● Exercise requirements
Instruction for the entries that follow: retype exactly the lines from the line with "dimension mismatch; returning" to the line with "pub trait TemplateRenderer: Send", both included, and omit all others.

● Records from a dataset
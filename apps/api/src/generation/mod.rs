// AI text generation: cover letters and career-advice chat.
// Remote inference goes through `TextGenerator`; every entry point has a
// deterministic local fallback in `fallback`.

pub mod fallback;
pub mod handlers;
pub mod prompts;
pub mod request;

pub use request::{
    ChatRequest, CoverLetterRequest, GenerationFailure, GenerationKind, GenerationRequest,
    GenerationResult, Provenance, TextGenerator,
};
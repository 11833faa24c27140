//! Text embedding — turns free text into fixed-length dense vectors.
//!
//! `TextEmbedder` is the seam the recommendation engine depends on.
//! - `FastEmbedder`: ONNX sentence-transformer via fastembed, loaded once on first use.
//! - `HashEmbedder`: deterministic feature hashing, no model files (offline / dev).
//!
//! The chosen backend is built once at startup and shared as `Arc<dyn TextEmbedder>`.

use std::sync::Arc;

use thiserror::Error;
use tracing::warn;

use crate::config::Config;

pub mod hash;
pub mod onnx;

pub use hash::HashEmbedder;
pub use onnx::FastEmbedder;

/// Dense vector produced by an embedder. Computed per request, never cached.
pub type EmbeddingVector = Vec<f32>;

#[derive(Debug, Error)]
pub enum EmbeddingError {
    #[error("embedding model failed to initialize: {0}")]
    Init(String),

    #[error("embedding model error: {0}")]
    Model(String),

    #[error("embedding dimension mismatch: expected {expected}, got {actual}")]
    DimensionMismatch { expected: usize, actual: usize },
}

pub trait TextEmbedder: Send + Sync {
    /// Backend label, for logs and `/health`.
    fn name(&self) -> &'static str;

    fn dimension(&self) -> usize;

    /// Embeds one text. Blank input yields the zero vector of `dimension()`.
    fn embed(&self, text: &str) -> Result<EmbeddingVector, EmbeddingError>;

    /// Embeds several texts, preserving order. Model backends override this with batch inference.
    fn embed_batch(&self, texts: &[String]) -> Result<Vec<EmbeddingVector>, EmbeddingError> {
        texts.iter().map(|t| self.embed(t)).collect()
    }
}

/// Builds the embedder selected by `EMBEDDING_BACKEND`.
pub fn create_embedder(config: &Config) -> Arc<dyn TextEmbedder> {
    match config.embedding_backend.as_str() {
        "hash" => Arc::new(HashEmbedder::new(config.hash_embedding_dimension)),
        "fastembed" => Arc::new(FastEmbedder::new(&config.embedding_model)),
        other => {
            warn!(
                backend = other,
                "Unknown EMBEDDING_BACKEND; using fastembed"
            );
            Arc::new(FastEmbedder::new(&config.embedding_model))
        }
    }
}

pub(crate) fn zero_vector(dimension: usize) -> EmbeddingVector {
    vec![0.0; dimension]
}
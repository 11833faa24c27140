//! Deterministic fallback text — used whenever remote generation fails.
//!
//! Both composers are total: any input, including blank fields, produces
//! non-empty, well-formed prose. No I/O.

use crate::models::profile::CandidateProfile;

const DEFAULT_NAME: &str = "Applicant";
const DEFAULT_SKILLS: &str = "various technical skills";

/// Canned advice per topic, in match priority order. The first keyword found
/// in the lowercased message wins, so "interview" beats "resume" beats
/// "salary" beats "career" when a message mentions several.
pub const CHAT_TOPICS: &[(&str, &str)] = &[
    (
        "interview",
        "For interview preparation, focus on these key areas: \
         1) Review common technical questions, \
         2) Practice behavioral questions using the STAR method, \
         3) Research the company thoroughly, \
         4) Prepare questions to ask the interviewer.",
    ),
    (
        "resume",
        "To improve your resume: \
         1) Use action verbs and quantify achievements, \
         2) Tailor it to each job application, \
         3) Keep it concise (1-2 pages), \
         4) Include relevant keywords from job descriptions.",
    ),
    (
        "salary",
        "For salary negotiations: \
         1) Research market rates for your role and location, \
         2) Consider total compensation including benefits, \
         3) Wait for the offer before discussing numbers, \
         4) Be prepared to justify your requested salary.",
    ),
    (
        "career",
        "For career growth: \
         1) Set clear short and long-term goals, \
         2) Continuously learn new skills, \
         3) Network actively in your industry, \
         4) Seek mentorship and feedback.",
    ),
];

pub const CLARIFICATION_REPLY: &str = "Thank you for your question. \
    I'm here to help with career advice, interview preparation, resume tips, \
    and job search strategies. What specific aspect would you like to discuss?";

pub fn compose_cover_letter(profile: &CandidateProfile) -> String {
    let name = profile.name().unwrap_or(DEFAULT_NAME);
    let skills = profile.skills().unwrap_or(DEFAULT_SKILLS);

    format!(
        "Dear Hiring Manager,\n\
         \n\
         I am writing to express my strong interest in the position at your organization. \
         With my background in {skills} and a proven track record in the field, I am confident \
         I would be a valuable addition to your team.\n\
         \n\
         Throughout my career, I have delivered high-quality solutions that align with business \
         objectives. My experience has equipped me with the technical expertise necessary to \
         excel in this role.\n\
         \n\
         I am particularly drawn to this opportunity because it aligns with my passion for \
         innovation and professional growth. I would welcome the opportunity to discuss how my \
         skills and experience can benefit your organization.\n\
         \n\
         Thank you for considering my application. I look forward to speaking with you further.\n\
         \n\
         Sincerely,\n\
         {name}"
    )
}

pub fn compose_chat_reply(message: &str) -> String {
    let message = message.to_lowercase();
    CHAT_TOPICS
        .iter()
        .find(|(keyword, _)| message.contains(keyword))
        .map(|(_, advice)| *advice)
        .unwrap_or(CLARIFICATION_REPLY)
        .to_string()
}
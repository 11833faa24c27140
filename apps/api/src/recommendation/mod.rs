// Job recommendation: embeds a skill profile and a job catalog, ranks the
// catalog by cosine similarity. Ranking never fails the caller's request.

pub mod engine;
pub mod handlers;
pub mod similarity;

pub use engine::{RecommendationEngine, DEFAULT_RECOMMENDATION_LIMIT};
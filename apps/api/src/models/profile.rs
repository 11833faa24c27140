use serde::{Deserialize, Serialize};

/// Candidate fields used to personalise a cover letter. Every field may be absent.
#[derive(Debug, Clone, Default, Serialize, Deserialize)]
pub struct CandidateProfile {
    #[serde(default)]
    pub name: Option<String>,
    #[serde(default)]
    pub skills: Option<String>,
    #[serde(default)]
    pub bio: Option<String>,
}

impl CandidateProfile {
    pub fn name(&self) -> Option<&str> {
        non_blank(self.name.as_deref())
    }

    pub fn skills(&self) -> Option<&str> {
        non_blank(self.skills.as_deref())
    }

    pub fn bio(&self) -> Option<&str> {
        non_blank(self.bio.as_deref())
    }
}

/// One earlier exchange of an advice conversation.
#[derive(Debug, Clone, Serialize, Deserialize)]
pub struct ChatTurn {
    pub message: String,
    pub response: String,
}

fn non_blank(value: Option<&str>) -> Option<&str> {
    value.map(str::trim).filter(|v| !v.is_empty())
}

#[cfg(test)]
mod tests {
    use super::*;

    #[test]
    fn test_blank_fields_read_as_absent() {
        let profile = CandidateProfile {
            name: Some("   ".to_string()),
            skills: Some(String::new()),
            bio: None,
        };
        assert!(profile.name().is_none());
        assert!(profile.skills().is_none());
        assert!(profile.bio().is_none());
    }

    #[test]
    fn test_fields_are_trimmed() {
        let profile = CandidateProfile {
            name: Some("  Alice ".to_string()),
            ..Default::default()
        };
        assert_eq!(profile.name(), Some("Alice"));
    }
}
---
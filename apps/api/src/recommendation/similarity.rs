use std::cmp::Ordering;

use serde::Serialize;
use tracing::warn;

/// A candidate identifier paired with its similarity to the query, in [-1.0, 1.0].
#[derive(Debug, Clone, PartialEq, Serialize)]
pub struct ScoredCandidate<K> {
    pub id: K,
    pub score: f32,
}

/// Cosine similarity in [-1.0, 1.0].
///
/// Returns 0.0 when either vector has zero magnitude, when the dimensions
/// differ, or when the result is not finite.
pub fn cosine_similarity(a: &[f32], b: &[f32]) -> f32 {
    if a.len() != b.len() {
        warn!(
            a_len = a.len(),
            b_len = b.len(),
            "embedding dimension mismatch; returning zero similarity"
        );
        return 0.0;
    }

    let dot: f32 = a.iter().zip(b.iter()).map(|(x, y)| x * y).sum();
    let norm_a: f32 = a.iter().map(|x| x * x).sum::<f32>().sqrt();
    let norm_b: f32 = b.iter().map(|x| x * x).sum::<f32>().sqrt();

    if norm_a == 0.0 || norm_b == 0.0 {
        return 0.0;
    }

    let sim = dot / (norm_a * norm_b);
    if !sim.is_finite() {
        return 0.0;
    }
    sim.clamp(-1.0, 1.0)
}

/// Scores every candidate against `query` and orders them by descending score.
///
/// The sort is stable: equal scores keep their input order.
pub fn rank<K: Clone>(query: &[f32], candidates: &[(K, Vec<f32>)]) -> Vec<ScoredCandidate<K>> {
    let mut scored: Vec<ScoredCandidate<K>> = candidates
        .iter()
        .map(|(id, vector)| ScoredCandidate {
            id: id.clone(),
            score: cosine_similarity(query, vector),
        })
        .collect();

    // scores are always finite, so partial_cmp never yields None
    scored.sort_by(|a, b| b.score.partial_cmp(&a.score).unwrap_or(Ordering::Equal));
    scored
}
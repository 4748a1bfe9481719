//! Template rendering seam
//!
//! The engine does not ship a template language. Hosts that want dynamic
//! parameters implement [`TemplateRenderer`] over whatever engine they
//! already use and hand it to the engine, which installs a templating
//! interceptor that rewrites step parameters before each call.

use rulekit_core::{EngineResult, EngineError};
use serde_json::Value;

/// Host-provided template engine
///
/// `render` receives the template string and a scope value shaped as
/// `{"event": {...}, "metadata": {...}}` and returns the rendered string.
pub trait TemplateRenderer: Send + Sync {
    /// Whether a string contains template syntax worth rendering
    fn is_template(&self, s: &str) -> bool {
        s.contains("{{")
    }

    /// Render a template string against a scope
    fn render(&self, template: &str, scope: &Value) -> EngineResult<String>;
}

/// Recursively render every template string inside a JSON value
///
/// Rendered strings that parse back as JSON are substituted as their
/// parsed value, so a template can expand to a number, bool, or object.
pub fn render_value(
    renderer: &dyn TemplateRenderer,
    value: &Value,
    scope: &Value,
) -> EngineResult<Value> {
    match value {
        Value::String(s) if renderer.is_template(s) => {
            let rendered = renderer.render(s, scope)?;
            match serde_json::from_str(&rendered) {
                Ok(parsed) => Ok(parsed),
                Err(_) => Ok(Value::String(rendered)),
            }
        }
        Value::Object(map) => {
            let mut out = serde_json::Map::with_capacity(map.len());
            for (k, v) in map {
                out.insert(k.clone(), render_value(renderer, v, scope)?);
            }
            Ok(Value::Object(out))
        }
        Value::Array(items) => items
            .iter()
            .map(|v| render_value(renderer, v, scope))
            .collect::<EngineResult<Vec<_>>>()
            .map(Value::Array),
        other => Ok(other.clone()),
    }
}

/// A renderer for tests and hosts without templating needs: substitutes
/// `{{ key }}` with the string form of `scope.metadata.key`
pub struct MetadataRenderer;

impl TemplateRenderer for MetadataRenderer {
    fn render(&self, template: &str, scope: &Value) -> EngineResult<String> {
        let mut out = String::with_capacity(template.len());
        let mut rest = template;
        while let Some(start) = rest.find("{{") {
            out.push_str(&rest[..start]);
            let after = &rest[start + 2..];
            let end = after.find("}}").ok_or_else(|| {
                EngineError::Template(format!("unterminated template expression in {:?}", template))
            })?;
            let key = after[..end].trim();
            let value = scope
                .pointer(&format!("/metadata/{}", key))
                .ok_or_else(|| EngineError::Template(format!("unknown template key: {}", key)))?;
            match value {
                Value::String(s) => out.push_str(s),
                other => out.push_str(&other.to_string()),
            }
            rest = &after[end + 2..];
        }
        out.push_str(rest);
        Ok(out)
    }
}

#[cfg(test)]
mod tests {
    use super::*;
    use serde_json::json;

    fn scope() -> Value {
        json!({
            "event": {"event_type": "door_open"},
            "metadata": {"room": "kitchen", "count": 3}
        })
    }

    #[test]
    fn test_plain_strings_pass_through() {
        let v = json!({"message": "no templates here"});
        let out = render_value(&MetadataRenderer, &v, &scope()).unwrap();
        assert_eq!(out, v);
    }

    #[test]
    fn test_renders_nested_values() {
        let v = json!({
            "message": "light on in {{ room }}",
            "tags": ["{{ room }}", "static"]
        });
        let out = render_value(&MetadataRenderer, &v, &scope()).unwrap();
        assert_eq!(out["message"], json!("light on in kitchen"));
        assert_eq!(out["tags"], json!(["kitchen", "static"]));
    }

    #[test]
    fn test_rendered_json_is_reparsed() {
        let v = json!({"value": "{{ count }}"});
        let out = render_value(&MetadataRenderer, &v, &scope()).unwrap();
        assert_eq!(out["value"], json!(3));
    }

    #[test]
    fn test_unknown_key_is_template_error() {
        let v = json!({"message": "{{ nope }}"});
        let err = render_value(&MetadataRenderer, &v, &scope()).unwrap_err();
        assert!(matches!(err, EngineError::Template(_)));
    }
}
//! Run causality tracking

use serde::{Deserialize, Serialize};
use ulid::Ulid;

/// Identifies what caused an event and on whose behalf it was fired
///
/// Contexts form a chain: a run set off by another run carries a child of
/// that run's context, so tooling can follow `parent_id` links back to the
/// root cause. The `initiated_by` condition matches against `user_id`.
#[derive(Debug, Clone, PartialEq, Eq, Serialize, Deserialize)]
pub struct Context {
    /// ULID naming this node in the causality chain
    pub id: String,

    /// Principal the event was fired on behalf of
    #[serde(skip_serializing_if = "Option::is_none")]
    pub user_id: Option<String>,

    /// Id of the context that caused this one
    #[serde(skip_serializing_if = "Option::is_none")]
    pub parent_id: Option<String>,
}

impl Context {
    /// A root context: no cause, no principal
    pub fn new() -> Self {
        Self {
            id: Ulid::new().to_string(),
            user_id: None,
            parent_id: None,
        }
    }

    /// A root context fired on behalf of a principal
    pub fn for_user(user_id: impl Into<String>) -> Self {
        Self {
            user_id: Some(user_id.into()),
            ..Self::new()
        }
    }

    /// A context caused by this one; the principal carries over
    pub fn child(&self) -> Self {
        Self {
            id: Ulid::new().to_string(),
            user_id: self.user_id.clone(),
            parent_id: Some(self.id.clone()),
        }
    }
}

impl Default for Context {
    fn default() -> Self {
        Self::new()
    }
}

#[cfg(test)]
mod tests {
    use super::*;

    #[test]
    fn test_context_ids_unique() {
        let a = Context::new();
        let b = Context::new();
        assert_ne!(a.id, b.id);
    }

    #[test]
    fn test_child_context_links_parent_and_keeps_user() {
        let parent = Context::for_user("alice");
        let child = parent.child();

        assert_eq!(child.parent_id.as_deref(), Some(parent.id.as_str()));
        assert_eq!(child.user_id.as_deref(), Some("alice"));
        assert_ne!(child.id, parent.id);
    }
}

● Result below
            "embedding dimension mismatch; returning zero similarity"
        );
        return 0.0;
    }

    let dot: f32 = a.iter().zip(b.iter()).map(|(x, y)| x * y).sum();
    let norm_a: f32 = a.iter().map(|x| x * x).sum::<f32>().sqrt();
    let norm_b: f32 = b.iter().map(|x| x * x).sum::<f32>().sqrt();

    if norm_a == 0.0 || norm_b == 0.0 {
        return 0.0;
    }

    let sim = dot / (norm_a * norm_b);
    if !sim.is_finite() {
        return 0.0;
    }
    sim.clamp(-1.0, 1.0)
}

/// Scores every candidate against `query` and orders them by descending score.
///
/// The sort is stable: equal scores keep their input order.
pub fn rank<K: Clone>(query: &[f32], candidates: &[(K, Vec<f32>)]) -> Vec<ScoredCandidate<K>> {
    let mut scored: Vec<ScoredCandidate<K>> = candidates
        .iter()
        .map(|(id, vector)| ScoredCandidate {
            id: id.clone(),
            score: cosine_similarity(query, vector),
        })
        .collect();

    // scores are always finite, so partial_cmp never yields None
    scored.sort_by(|a, b| b.score.partial_cmp(&a.score).unwrap_or(Ordering::Equal));
    scored
}
repository 4748a1bfe9481719
//! Template rendering seam
//!
//! The engine does not ship a template language. Hosts that want dynamic
//! parameters implement [`TemplateRenderer`] over whatever engine they
//! already use and hand it to the engine, which installs a templating
//! interceptor that rewrites step parameters before each call.

use rulekit_core::{EngineResult, EngineError};
use serde_json::Value;

/// Host-provided template engine
///
/// `render` receives the template string and a scope value shaped as
/// `{"event": {...}, "metadata": {...}}` and returns the rendered string.
pub trait TemplateRenderer: Send + Sync {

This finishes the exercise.